La fragilité de cette action n’a point empêché le poëte de rencontrer des traits de vrai comique. Sa verve franche et naïve appelle le rire sans efforts, non pas ce rire nerveux et, pour ainsi dire, dépravé que nos modernes auteurs provoquent par des procédés et des artifices, par des alliances de mots disparates ou des réticences, mais ce rire sain, innocent et facile qu’excitent les comédies de notre vieux répertoire.

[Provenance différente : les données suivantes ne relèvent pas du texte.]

//! Error types for the printer library

use thiserror::Error;

/// Errors raised while decoding a captured command stream
#[derive(Debug, Clone, PartialEq, Eq, Error)]
pub enum DecodeError {
    /// A command header ends before its fixed-size parameters
    #[error("truncated {command} header at offset {offset}")]
    TruncatedHeader {
        command: &'static str,
        offset: usize,
    },

    /// Raster payload declared by the header runs past the end of the buffer
    #[error("raster image {width}x{height} at offset {offset} needs {needed} bytes, {available} available")]
    ImageOverrun {
        offset: usize,
        width: u32,
        height: u32,
        needed: usize,
        available: usize,
    },
}

/// Result type for decoding
pub type DecodeResult<T> = Result<T, DecodeError>;

/// Network client error types
#[derive(Debug, Error)]
pub enum PrintError {
    /// Network connection error
    #[error("Connection failed: {0}")]
    Connection(String),

    /// IO error during printing
    #[error("IO error: {0}")]
    Io(#[from] std::io::Error),

    /// Timeout waiting for printer
    #[error("Timeout: {0}")]
    Timeout(String),

    /// Invalid printer configuration
    #[error("Invalid config: {0}")]
    InvalidConfig(String),
}

/// Result type for printer operations
pub type PrintResult<T> = Result<T, PrintError>;
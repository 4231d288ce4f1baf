//! Emulated synchronous printer responses
//!
//! POS terminals query the printer before and during a job and wait for the
//! answer. Every chunk read from the socket goes through [`respond`] and the
//! returned bytes are written back before the next read.

use crate::opcode::{self, DLE, EOT, GS};

/// Real-time status: printer online, no error
pub const STATUS_ONLINE: u8 = 0x16;
/// Real-time status: paper present / no error
pub const STATUS_OK: u8 = 0x12;
/// Generic acknowledgement
pub const ACK: u8 = 0x06;
/// Identification string returned for `GS I`
pub const PRINTER_MODEL: &[u8] = b"TM-T88V\0";

/// Build the response for one received chunk.
///
/// Status and identification queries are answered in the order they appear.
/// Without any query, a chunk carrying an initialize, cut or feed command is
/// acknowledged. Anything else needs no answer.
pub fn respond(chunk: &[u8]) -> Option<Vec<u8>> {
    let mut response = Vec::new();
    let mut i = 0;

    while i < chunk.len() {
        match (chunk[i], chunk.get(i + 1), chunk.get(i + 2)) {
            (DLE, Some(&EOT), Some(&n)) => {
                response.push(realtime_status(n));
                i += 3;
            }
            (GS, Some(&b'I'), _) => {
                response.extend_from_slice(PRINTER_MODEL);
                i += if i + 2 < chunk.len() { 3 } else { 2 };
            }
            _ => i += 1,
        }
    }

    if !response.is_empty() {
        return Some(response);
    }

    let acknowledged = [opcode::INIT, opcode::CUT, opcode::FEED, opcode::FEED_LINES]
        .iter()
        .any(|cmd| opcode::contains(chunk, cmd));
    acknowledged.then(|| vec![ACK])
}

fn realtime_status(n: u8) -> u8 {
    match n {
        2..=4 => STATUS_OK,
        _ => STATUS_ONLINE,
    }
}
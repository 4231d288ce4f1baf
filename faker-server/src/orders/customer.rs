//! 客单菜品解析
//!
//! 菜品区位于 `菜品单价数量小计` 表头和 `菜品价格合计` 之间，每行形如
//! `野菜卷181份18`: 菜名 + 单价 + 数量 + 单位 + 小计，数字之间没有分隔。

use regex::Regex;
use std::sync::LazyLock;
use tracing::debug;

use super::Dish;

static SECTION_RE: LazyLock<Regex> = LazyLock::new(|| {
    Regex::new(r"菜品[单价]*数量[小计]*\n([\s\S]*?)(?:菜品价格合计|\n\n|$)")
        .expect("valid customer section regex")
});

/// 菜名 + 单价 + 数量(1位) + 单位 + 小计
static STRICT_RE: LazyLock<Regex> = LazyLock::new(|| {
    Regex::new(r"^(.+?)(\d+)(\d)([份瓶听盒位杯碗个张])(\d+)$").expect("valid strict dish regex")
});

/// 菜名以数字结尾时，单价限定为 1-3 位重新匹配
static BOUNDED_RE: LazyLock<Regex> = LazyLock::new(|| {
    Regex::new(r"^(.*?)(\d{1,3})(\d)([份瓶听盒位杯碗个张])(\d+)$")
        .expect("valid bounded dish regex")
});

/// 宽松格式: 菜名后跟数字，数量记为 1
static LOOSE_RE: LazyLock<Regex> = LazyLock::new(|| {
    Regex::new(r"^(.+?)(?:\d+[份瓶听盒位杯碗个张]\d+|\d+)$").expect("valid loose dish regex")
});

/// 解析客单菜品
pub fn parse_customer_dishes(text: &str) -> Vec<Dish> {
    let Some(section) = SECTION_RE.captures(text).and_then(|c| c.get(1)) else {
        return Vec::new();
    };

    let dishes: Vec<Dish> = section
        .as_str()
        .lines()
        .map(str::trim)
        .filter(|line| !line.is_empty() && !line.starts_with('-'))
        .filter_map(parse_line)
        .collect();

    debug!(count = dishes.len(), "Parsed customer order dishes");
    dishes
}

fn parse_line(line: &str) -> Option<Dish> {
    if let Some(caps) = STRICT_RE.captures(line) {
        let mut name = caps[1].trim().to_string();
        let mut quantity: i32 = caps[3].parse().ok()?;

        if name.ends_with(|c: char| c.is_ascii_digit())
            && let Some(better) = BOUNDED_RE.captures(line)
        {
            name = better[1].trim().to_string();
            quantity = better[3].parse().ok()?;
        }

        if name.is_empty() || quantity <= 0 {
            return None;
        }
        return Some(Dish::new(name, quantity));
    }

    let caps = LOOSE_RE.captures(line)?;
    let name = caps[1].trim();
    if name.is_empty() || name.starts_with(|c: char| c.is_ascii_digit()) {
        return None;
    }
    Some(Dish::new(name, 1))
}

#[cfg(test)]
mod tests {
    use super::*;

    #[test]
    fn test_single_dish() {
        let text = "桌号: 8\n菜品单价数量小计\n野菜卷181份18\n菜品价格合计: 70";
        let dishes = parse_customer_dishes(text);
        assert_eq!(dishes, vec![Dish::new("野菜卷", 1)]);
    }

    #[test]
    fn test_brackets_and_modifiers() {
        let text = "菜品单价数量小计\n紫苏半边云（鲜牛胸口）381份38\n-微辣\n可乐52瓶10\n菜品价格合计: 48";
        let dishes = parse_customer_dishes(text);
        assert_eq!(
            dishes,
            vec![Dish::new("紫苏半边云（鲜牛胸口）", 1), Dish::new("可乐", 2)]
        );
    }

    #[test]
    fn test_section_ends_at_blank_line() {
        let text = "菜品数量\n米饭21碗4\n\n备注123\n";
        assert_eq!(parse_customer_dishes(text), vec![Dish::new("米饭", 1)]);
    }

    #[test]
    fn test_loose_fallback() {
        let text = "菜品单价数量小计\n茶位费6\n88\n";
        // "88" 以数字开头，被丢弃
        assert_eq!(parse_customer_dishes(text), vec![Dish::new("茶位费", 1)]);
    }

    #[test]
    fn test_name_ending_in_digit_is_rematched() {
        // 去掉空格后的菜名以数字结尾，使用限定宽度的单价重新匹配
        let text = "菜品单价数量小计\n雪碧2 52瓶10\n";
        let dishes = parse_customer_dishes(text);
        assert_eq!(dishes.len(), 1);
        assert_eq!(dishes[0].quantity, 2);
    }

    #[test]
    fn test_no_section() {
        assert!(parse_customer_dishes("桌号: 8\n野菜卷181份18").is_empty());
    }
}
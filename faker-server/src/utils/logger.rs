//! Logging Infrastructure
//!
//! Console output, plus a daily rotating file when a log directory is given.

use std::fs;
use std::path::Path;
use tracing_appender::rolling::{RollingFileAppender, Rotation};
use tracing_subscriber::{EnvFilter, Layer, fmt, layer::SubscriberExt, prelude::*};

/// Rotated file prefix, files are named `printer-faker.YYYY-MM-DD`
pub const LOG_FILE_PREFIX: &str = "printer-faker";

/// Initialize the logging system
///
/// `RUST_LOG` takes precedence over `level` when set.
/// The file layer is always plain text without ANSI colors.
pub fn init_logger_with_file(
    level: &str,
    json_format: bool,
    log_dir: Option<&str>,
) -> anyhow::Result<()> {
    let env_filter = EnvFilter::try_from_default_env().unwrap_or_else(|_| EnvFilter::new(level));
    let subscriber = tracing_subscriber::registry().with(env_filter);

    let console_layer = if json_format {
        fmt::layer()
            .json()
            .with_target(true)
            .with_current_span(true)
            .boxed()
    } else {
        fmt::layer()
            .with_target(true)
            .with_thread_ids(false)
            .with_file(false)
            .with_line_number(false)
            .boxed()
    };

    match log_dir {
        Some(dir) => {
            let log_dir = Path::new(dir);
            fs::create_dir_all(log_dir)?;

            let file_log = RollingFileAppender::new(Rotation::DAILY, log_dir, LOG_FILE_PREFIX);
            let file_layer = fmt::layer()
                .with_target(true)
                .with_thread_ids(true)
                .with_ansi(false)
                .with_writer(std::sync::Mutex::new(file_log));

            subscriber.with(console_layer).with(file_layer).try_init()?;
        }
        None => subscriber.with(console_layer).try_init()?,
    }

    Ok(())
}
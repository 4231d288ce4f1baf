use std::path::PathBuf;
use std::time::Duration;

/// 服务配置 - 虚拟打印机的所有配置项
///
/// # 环境变量
///
/// 所有配置项都可以通过环境变量覆盖：
///
/// | 环境变量 | 默认值 | 说明 |
/// |----------|--------|------|
/// | WORK_DIR | ./data | 工作目录 |
/// | DATABASE_PATH | $WORK_DIR/receipts.redb | 小票数据库 |
/// | LISTEN_HOST | 0.0.0.0 | 监听地址 |
/// | PRINTER_PORT | 9100 | 打印端口 |
/// | LISTEN_BACKLOG | 50 | 监听队列长度 |
/// | MAX_CONNECTIONS | 50 | 最大并发会话数 |
/// | POOL_ACQUIRE_TIMEOUT_MS | 5000 | 获取会话槽位超时(毫秒) |
/// | READ_TIMEOUT_MS | 1000 | 单次读取超时(毫秒) |
/// | IDLE_TIMEOUT_SECS | 30 | 会话空闲超时(秒) |
/// | MIN_JOB_BYTES | 50 | 打印任务最小字节数 |
/// | LINE_WIDTH | 42 | 纸宽(字符) |
/// | CACHE_CAPACITY | 500 | 最近小票缓存条数 |
/// | RETENTION_DAYS | 30 | 小票保留天数 |
/// | CLEANUP_INTERVAL_SECS | 3600 | 清理间隔(秒) |
/// | RETRY_QUEUE_SIZE | 1000 | 重试队列容量 |
/// | RETRY_SEED_SECS | 5 | 首次重试延迟(秒) |
/// | RETRY_CAP_SECS | 300 | 最大重试延迟(秒) |
/// | SUPABASE_URL | - | 下游订单库地址 |
/// | SUPABASE_SERVICE_ROLE_KEY | - | 下游订单库密钥 |
/// | RESTAURANT_ID | a1b2c3d4-... | 餐厅 ID |
/// | AXIOM_TOKEN | - | 监控事件令牌 |
/// | AXIOM_DATASET | kitchen-orders | 监控事件数据集 |
/// | LOG_LEVEL | info | 日志级别 |
/// | LOG_JSON | false | JSON 格式日志 |
/// | LOG_DIR | - | 日志目录 (设置时按天滚动写入文件) |
///
/// # 示例
///
/// ```ignore
/// PRINTER_PORT=9101 LOG_LEVEL=debug cargo run
/// ```
#[derive(Debug, Clone)]
pub struct Config {
    /// 工作目录，存放数据库和日志
    pub work_dir: String,
    /// redb 数据库文件路径
    pub database_path: String,
    pub listen_host: String,
    pub printer_port: u16,
    pub listen_backlog: u32,

    // === 会话 ===
    /// 最大并发会话数 (连接池大小)
    pub max_connections: usize,
    pub pool_acquire_timeout_ms: u64,
    pub read_timeout_ms: u64,
    pub idle_timeout_secs: u64,
    /// 小于该字节数且不含初始化/切纸指令的会话视为状态探测
    pub min_job_bytes: usize,
    pub line_width: usize,

    // === 存储 ===
    pub cache_capacity: usize,
    pub retention_days: i64,
    pub cleanup_interval_secs: u64,

    // === 投递 ===
    pub retry_queue_size: usize,
    pub retry_seed_secs: u64,
    pub retry_cap_secs: u64,
    pub supabase_url: Option<String>,
    pub supabase_key: Option<String>,
    pub restaurant_id: String,

    // === 监控 ===
    pub axiom_token: Option<String>,
    pub axiom_dataset: String,

    // === 日志 ===
    pub log_level: String,
    pub log_json: bool,
    pub log_dir: Option<String>,
}

pub const DEFAULT_RESTAURANT_ID: &str = "a1b2c3d4-e5f6-7890-abcd-ef1234567890";

fn env_or<T: std::str::FromStr>(key: &str, default: T) -> T {
    std::env::var(key)
        .ok()
        .and_then(|v| v.parse().ok())
        .unwrap_or(default)
}

/// 非空环境变量
fn env_opt(key: &str) -> Option<String> {
    std::env::var(key).ok().filter(|v| !v.trim().is_empty())
}

impl Config {
    /// 从环境变量加载配置
    ///
    /// 如果环境变量未设置，使用默认值
    pub fn from_env() -> Self {
        let work_dir = std::env::var("WORK_DIR").unwrap_or_else(|_| "./data".into());
        let database_path = std::env::var("DATABASE_PATH").unwrap_or_else(|_| {
            PathBuf::from(&work_dir)
                .join("receipts.redb")
                .to_string_lossy()
                .into_owned()
        });

        Self {
            work_dir,
            database_path,
            listen_host: std::env::var("LISTEN_HOST").unwrap_or_else(|_| "0.0.0.0".into()),
            printer_port: env_or("PRINTER_PORT", 9100),
            listen_backlog: env_or("LISTEN_BACKLOG", 50),

            max_connections: env_or("MAX_CONNECTIONS", 50),
            pool_acquire_timeout_ms: env_or("POOL_ACQUIRE_TIMEOUT_MS", 5000),
            read_timeout_ms: env_or("READ_TIMEOUT_MS", 1000),
            idle_timeout_secs: env_or("IDLE_TIMEOUT_SECS", 30),
            min_job_bytes: env_or("MIN_JOB_BYTES", 50),
            line_width: env_or("LINE_WIDTH", faker_printer::DEFAULT_LINE_WIDTH),

            cache_capacity: env_or("CACHE_CAPACITY", 500),
            retention_days: env_or("RETENTION_DAYS", 30),
            cleanup_interval_secs: env_or("CLEANUP_INTERVAL_SECS", 3600),

            retry_queue_size: env_or("RETRY_QUEUE_SIZE", 1000),
            retry_seed_secs: env_or("RETRY_SEED_SECS", 5),
            retry_cap_secs: env_or("RETRY_CAP_SECS", 300),
            supabase_url: env_opt("SUPABASE_URL"),
            supabase_key: env_opt("SUPABASE_SERVICE_ROLE_KEY"),
            restaurant_id: std::env::var("RESTAURANT_ID")
                .unwrap_or_else(|_| DEFAULT_RESTAURANT_ID.into()),

            axiom_token: env_opt("AXIOM_TOKEN"),
            axiom_dataset: std::env::var("AXIOM_DATASET")
                .unwrap_or_else(|_| "kitchen-orders".into()),

            log_level: std::env::var("LOG_LEVEL").unwrap_or_else(|_| "info".into()),
            log_json: env_or("LOG_JSON", false),
            log_dir: env_opt("LOG_DIR"),
        }
    }

    /// 测试配置: 临时端口、短超时、无下游
    ///
    /// 不读取环境变量，保证测试结果稳定
    pub fn for_tests(work_dir: impl Into<String>) -> Self {
        let work_dir = work_dir.into();
        let database_path = PathBuf::from(&work_dir)
            .join("receipts.redb")
            .to_string_lossy()
            .into_owned();

        Self {
            work_dir,
            database_path,
            listen_host: "127.0.0.1".into(),
            printer_port: 0,
            listen_backlog: 16,
            max_connections: 4,
            pool_acquire_timeout_ms: 100,
            read_timeout_ms: 50,
            idle_timeout_secs: 1,
            min_job_bytes: 50,
            line_width: faker_printer::DEFAULT_LINE_WIDTH,
            cache_capacity: 500,
            retention_days: 30,
            cleanup_interval_secs: 3600,
            retry_queue_size: 16,
            retry_seed_secs: 5,
            retry_cap_secs: 300,
            supabase_url: None,
            supabase_key: None,
            restaurant_id: DEFAULT_RESTAURANT_ID.into(),
            axiom_token: None,
            axiom_dataset: "kitchen-orders".into(),
            log_level: "debug".into(),
            log_json: false,
            log_dir: None,
        }
    }

    pub fn listen_addr(&self) -> String {
        format!("{}:{}", self.listen_host, self.printer_port)
    }

    pub fn pool_acquire_timeout(&self) -> Duration {
        Duration::from_millis(self.pool_acquire_timeout_ms)
    }

    pub fn read_timeout(&self) -> Duration {
        Duration::from_millis(self.read_timeout_ms)
    }

    pub fn idle_timeout(&self) -> Duration {
        Duration::from_secs(self.idle_timeout_secs)
    }

    pub fn cleanup_interval(&self) -> Duration {
        Duration::from_secs(self.cleanup_interval_secs)
    }

    /// 下游订单库是否已配置
    pub fn downstream_configured(&self) -> bool {
        self.supabase_url.is_some() && self.supabase_key.is_some()
    }
}

impl Default for Config {
    fn default() -> Self {
        Self::from_env()
    }
}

L’Oncle Million était une tentative des plus honorables. Le poëte avait su prouver qu’il possédait un langage souple, facile, naturel, et mieux en harmonie avec la situation et le caractère de ses personnages que celui qu’il avait employé dans Hélène Peyron. Dans ce drame, en effet, la langue de Bouilhet est toujours de bonne école, mais elle emploie tant d’images et de coloris poétique qu’il est impossible d’y voir le véritable vers du drame domestique. Cet abus des images et du coloris arrive à être d’autant plus choquant, que certaines pages, comme pour faire contraste avec les autres, sont écrites avec sobriété, sans ornements superflus et dans le ton qu’il convient. Le vers est net, il se dégage des étreintes, des comparaisons trop poétiques pour résonner juste sur les lèvres de ce banquier, de cette courtisane, de cette soubrette ou de cette jeune fille.